Most genetic studies concerning risk genes in Alzheimer’s disease (AD) are from Caucasian populations, whereas the data remain limited in the Chinese population. In this study, we systematically explored the relationship between AD and risk genes in mainland China. We sequenced 33 risk genes previously reported to be associated with AD in a total of 3604 individuals in the mainland Chinese population. Common variant (MAF ≥ 0.01) based association analysis and gene-based (MAF < 0.01) association test were performed by PLINK 1.9 and Sequence Kernel Association Test-Optimal, respectively. Polygenic risk score (PRS) was calculated, and receiver operating characteristic curve (AUC) was computed. Plasma Aβ42, Aβ40, total tau (T-tau), and neurofilament light chain (NFL) were tested in a subgroup, and their associations with PRS were conducted using the Spearman correlation test.

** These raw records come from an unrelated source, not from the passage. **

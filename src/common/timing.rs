// src/common/timing.rs

use core::time::Duration;

// Datasheet values (SHT4x datasheet, Table 4 "System timing specifications").
// These are maximums; typical values are a bit lower.

/// Maximum conversion time of a high repeatability measurement.
pub const HIGH_PRECISION_MEASUREMENT_MAX: Duration = Duration::from_micros(8300);
/// The serial number is available immediately; allow the soft command time.
pub const SERIAL_NUMBER_READ_MAX: Duration = Duration::from_millis(1);

/// Default period between measurements when polling.
pub const DEFAULT_POLL_PERIOD: Duration = Duration::from_secs(2);

/// How long a transport may take to complete one bus transaction.
#[derive(Debug, Copy, Clone, Eq, PartialEq, Default)]
pub enum Timeout {
    /// Wait until the transport completes or fails.
    #[default]
    Blocking,
    /// Give up after the given duration.
    After(Duration),
}

impl Timeout {
    /// Timeout long enough for `command` to convert, plus `margin` for bus traffic.
    pub fn for_command(command: super::command::Command, margin: Duration) -> Self {
        Timeout::After(command.max_duration() + margin)
    }

    /// The bounded duration, or `None` for [`Timeout::Blocking`].
    #[inline]
    pub const fn as_duration(&self) -> Option<Duration> {
        match self {
            Timeout::Blocking => None,
            Timeout::After(d) => Some(*d),
        }
    }

    /// Whole milliseconds, rounded up; `-1` for blocking.
    ///
    /// Matches the convention of transports that take a signed millisecond
    /// count where a negative value means "wait forever".
    pub fn as_millis_or_forever(&self) -> i32 {
        match self {
            Timeout::Blocking => -1,
            Timeout::After(d) => {
                let ms = d.as_micros().div_ceil(1000);
                i32::try_from(ms).unwrap_or(i32::MAX)
            }
        }
    }
}

impl From<Duration> for Timeout {
    fn from(value: Duration) -> Self {
        Timeout::After(value)
    }
}

#[cfg(feature = "defmt")]
impl defmt::Format for Timeout {
    fn format(&self, f: defmt::Formatter<'_>) {
        match self {
            Timeout::Blocking => defmt::write!(f, "Blocking"),
            Timeout::After(d) => defmt::write!(f, "After({=u64}us)", d.as_micros() as u64),
        }
    }
}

Six common variants varied significantly between AD patients and cognitively normal controls after the adjustment of age, gender, and APOE ε4 status, including variants in ABCA7 ( n = 5) and APOE ( n = 1). Among them, four variants were novel and two were reported previously. The AUC of PRS was 0.71. The high PRS was significantly associated with an earlier age at onset ( P = 4.30 × 10 −4 ). PRS was correlated with plasma Aβ42, Aβ42/Aβ40 ratio, T-tau, and NFL levels. Gene-based association test revealed that ABCA7 and UNC5C reached statistical significance. The common variants in APOE and ABCA7 , as well as rare variants in ABCA7 and UNC5C , may contribute to the etiology of AD. Moreover, the PRS, to some extent, could predict the risk, onset age, and biological changes of AD.